How do respiratory symptoms of cystic fibrosis present?

Cystic fibrosis is a genetic, life-threatening condition that impacts the lungs, digestive system, and other parts of the body, and can cause a number of respiratory symptoms. The severity of these symptoms varies from person to person, but common respiratory symptoms of cystic fibrosis include abnormal breathing patterns, coughing, frequent lung infections, and wheezing.

Patients with cystic fibrosis may experience difficulty breathing due to a buildup of thick, sticky mucus in their lungs. This mucus can block airways and make breathing difficult, leading to labored breathing, chest tightness, and frequent coughing. As the mucus accumulates, it also creates an ideal environment for bacteria to grow, resulting in frequent lung infections. These infections can cause symptoms such as wheezing, persistent coughing, difficulty breathing, and shortness of breath.

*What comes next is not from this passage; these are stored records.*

impl CritTierTable {
    /// Derive the table from physical and energy crit damage.
    pub fn from_damage(crit_damage: f64, energy_crit_damage: f64) -> Self {
        let row = |tier: CritTier, phys: f64, energy: f64, ignore: f64, knockback: bool| {
            CritTierRow {
                tier,
                threshold: tier.threshold(),
                physical_multiplier: phys,
                energy_multiplier: energy,
                defense_ignore: ignore,
                guaranteed_knockback: knockback,
            }
        };
        Self {
            rows: [
                row(CritTier::Normal, 1.0, 1.0, 0.0, false),
                row(CritTier::Regular, crit_damage, energy_crit_damage, 0.0, false),
                row(CritTier::Super, crit_damage, energy_crit_damage, 0.25, false),
                row(
                    CritTier::Mega,
                    crit_damage * 1.5,
                    energy_crit_damage * 1.5,
                    0.25,
                    false,
                ),
                row(
                    CritTier::Omega,
                    crit_damage * 2.0,
                    energy_crit_damage * 2.0,
                    0.50,
                    true,
                ),
            ],
        }
    }

    /// All five rows, lowest tier first.
    pub fn rows(&self) -> &[CritTierRow] {
        &self.rows
    }

    /// The row for a tier.
    pub fn row(&self, tier: CritTier) -> &CritTierRow {
        &self.rows[tier as usize]
    }

    /// Damage multiplier for a tier and damage kind.
    ///
    /// Status effects carry no crit multiplier; they fall back to 1.0
    /// with a diagnostic.
    pub fn multiplier_for(&self, tier: CritTier, kind: DamageKind) -> f64 {
        match kind {
            DamageKind::Physical => self.row(tier).physical_multiplier,
            DamageKind::Energy => self.row(tier).energy_multiplier,
            DamageKind::Status => {
                log::warn!("no crit multiplier for status damage, returning 1.0");
                1.0
            }
        }
    }

    /// Defense-ignore fraction for a tier.
    pub fn defense_ignore_for(&self, tier: CritTier) -> f64 {
        self.row(tier).defense_ignore
    }

    /// Whether the tier guarantees knockback.
    pub fn grants_knockback(&self, tier: CritTier) -> bool {
        self.row(tier).guaranteed_knockback
    }

    /// Multiplier lookup by external tier name; 1.0 with a diagnostic
    /// for an unrecognized name.
    pub fn multiplier_for_name(&self, name: &str, kind: DamageKind) -> f64 {
        match name.parse::<CritTier>() {
            Ok(tier) => self.multiplier_for(tier, kind),
            Err(_) => {
                log::warn!("multiplier lookup for unrecognized tier {name:?}, returning 1.0");
                1.0
            }
        }
    }

    /// Defense-ignore lookup by external tier name; 0.0 with a
    /// diagnostic for an unrecognized name.
    pub fn defense_ignore_for_name(&self, name: &str) -> f64 {
        match name.parse::<CritTier>() {
            Ok(tier) => self.defense_ignore_for(tier),
            Err(_) => {
                log::warn!("defense-ignore lookup for unrecognized tier {name:?}, returning 0");
                0.0
            }
        }
    }

    /// Knockback lookup by external tier name; false with a diagnostic
    /// for an unrecognized name.
    pub fn grants_knockback_name(&self, name: &str) -> bool {
        match name.parse::<CritTier>() {
            Ok(tier) => self.grants_knockback(tier),
            Err(_) => {
                log::warn!("knockback lookup for unrecognized tier {name:?}, returning false");
                false
            }
        }
    }
}

/// Accuracy, evasion, and the critical-hit numbers.
///
/// # Examples
///
/// ```rust
/// use aurastat::{BaseStats, CombatStats, CritTier};
/// use aurastat::config::StatConfig;
///
/// let mut config = StatConfig::default();
/// config.tec = 300.0;
/// let stats = BaseStats::new(&config);
/// let combat = CombatStats::new(&stats);
///
/// // 0.05 + 300/150
/// assert!((combat.crit_chance() - 2.05).abs() < 1e-12);
/// assert_eq!(combat.effective_crit_chance(), 1.0);
/// assert!(combat.can_reach_tier(CritTier::Mega));
/// assert!(!combat.can_reach_tier(CritTier::Omega));
/// ```
#[derive(Debug, Clone, PartialEq)]
pub struct CombatStats {
    accuracy: f64,
    evasion: f64,
    crit_chance: f64,
    crit_damage: f64,
    energy_crit_damage: f64,
    knockback: f64,
    pursuit: f64,
    tiers: CritTierTable,
}

impl CombatStats {
    /// Build and compute from the current stats.
    pub fn new(stats: &BaseStats) -> Self {
        let mut combat = Self {
            accuracy: 0.0,
            evasion: 0.0,
            crit_chance: 0.0,
            crit_damage: 0.0,
            energy_crit_damage: 0.0,
            knockback: 0.0,
            pursuit: 0.0,
            tiers: CritTierTable::from_damage(0.0, 0.0),
        };
        combat.recompute(stats);
        combat
    }

    /// Recompute every combat value, including the tier table.
    pub fn recompute(&mut self, stats: &BaseStats) {
        let str = stats.get(StatKey::Strength);
        let tec = stats.get(StatKey::Technique);
        let agi = stats.get(StatKey::Agility);
        let aura = stats.get(StatKey::Aura);

        self.accuracy = 50.0 + diminishing(tec, 60.0, 50.0) + diminishing(agi, 120.0, 25.0);
        self.evasion = 35.0 + diminishing(agi, 80.0, 60.0) + diminishing(aura, 150.0, 20.0);
        // Unbounded above 1.0: the overflow drives tier selection
        self.crit_chance = 0.05 + tec / 150.0;
        self.crit_damage = 1.5 + diminishing(str, 200.0, 3.5);
        self.energy_crit_damage = 1.5 + diminishing(tec, 200.0, 3.5);
        self.knockback = (3.0 + diminishing(str, 50.0, 12.0)).floor();
        self.pursuit = (5.0 + diminishing(agi, 75.0, 30.0) + diminishing(tec, 150.0, 15.0)).floor();
        self.tiers = CritTierTable::from_damage(self.crit_damage, self.energy_crit_damage);
    }

    pub fn accuracy(&self) -> f64 {
        self.accuracy
    }

    pub fn evasion(&self) -> f64 {
        self.evasion
    }

    /// Raw crit chance, unbounded above 1.0.
    pub fn crit_chance(&self) -> f64 {
        self.crit_chance
    }

    /// Chance used for the "does a crit happen at all" roll.
    pub fn effective_crit_chance(&self) -> f64 {
        self.crit_chance.min(1.0)
    }

    pub fn crit_damage(&self) -> f64 {
        self.crit_damage
    }

    pub fn energy_crit_damage(&self) -> f64 {
        self.energy_crit_damage
    }

    pub fn knockback(&self) -> f64 {
        self.knockback
    }

    pub fn pursuit(&self) -> f64 {
        self.pursuit
    }

    /// The derived critical tier table.
    pub fn tiers(&self) -> &CritTierTable {
        &self.tiers
    }

    /// Whether the raw crit chance reaches a tier's threshold.
    pub fn can_reach_tier(&self, tier: CritTier) -> bool {
        self.crit_chance >= tier.threshold()
    }

    /// Probability that a crit, once it occurred, is at least this tier.
    ///
    /// Every crit is at least regular, so normal and regular report 1.0.
    /// Unreachable tiers report 0.
    pub fn tier_chance(&self, tier: CritTier) -> f64 {
        match tier {
            CritTier::Normal | CritTier::Regular => 1.0,
            CritTier::Super | CritTier::Mega | CritTier::Omega => {
                if !self.can_reach_tier(tier) {
                    0.0
                } else {
                    (self.crit_chance - tier.threshold() + BOUNDARY_OFFSET).min(1.0)
                }
            }
        }
    }

    /// Resolve the critical tier for one attack.
    ///
    /// 1. One capped-chance roll decides whether any crit happens.
    /// 2. Tiers are then checked highest first; each check draws fresh
    ///    randomness against a gate normalized by the distance to the
    ///    previous threshold. Failing a higher gate falls through to the
    ///    next one, not straight to regular.
    ///
    /// # Examples
    ///
    /// ```rust
    /// use aurastat::{BaseStats, CombatStats, CritTier};
    /// use aurastat::config::StatConfig;
    /// use rand::SeedableRng;
    ///
    /// let mut config = StatConfig::default();
    /// config.tec = 600.0; // chance 4.05: every crit roll lands omega
    /// let stats = BaseStats::new(&config);
    /// let combat = CombatStats::new(&stats);
    ///
    /// let mut rng = rand::rngs::StdRng::seed_from_u64(7);
    /// assert_eq!(combat.resolve_critical_tier(&mut rng), CritTier::Omega);
    /// ```
    pub fn resolve_critical_tier<R: Rng>(&self, rng: &mut R) -> CritTier {
        let roll: f64 = rng.gen();
        if roll > self.effective_crit_chance() {
            return CritTier::Normal;
        }

        if self.crit_chance >= OMEGA_THRESHOLD {
            let gate = ((self.crit_chance - OMEGA_THRESHOLD + BOUNDARY_OFFSET)
                / (OMEGA_THRESHOLD - MEGA_THRESHOLD))
                .min(1.0);
            if rng.gen::<f64>() <= gate {
                return CritTier::Omega;
            }
        }
        if self.crit_chance >= MEGA_THRESHOLD {
            let gate = ((self.crit_chance - MEGA_THRESHOLD + BOUNDARY_OFFSET)
                / (MEGA_THRESHOLD - SUPER_THRESHOLD))
                .min(1.0);
            if rng.gen::<f64>() <= gate {
                return CritTier::Mega;
            }
        }
        if self.crit_chance >= SUPER_THRESHOLD {
            let gate = ((self.crit_chance - SUPER_THRESHOLD + BOUNDARY_OFFSET)
                / (SUPER_THRESHOLD - REGULAR_THRESHOLD))
                .min(1.0);
            if rng.gen::<f64>() <= gate {
                return CritTier::Super;
            }
        }
        CritTier::Regular
    }
}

Lastly, individuals with cystic fibrosis may also experience a reduced ability to absorb oxygen due to the narrowing of their airways. This can lead to fatigue, difficulty exercising, and a bluish tint to the skin due to low oxygen levels in the body. If left untreated, these symptoms can worsen over time, so it is important to seek medical help as soon as any respiratory symptoms of cystic fibrosis are noticed.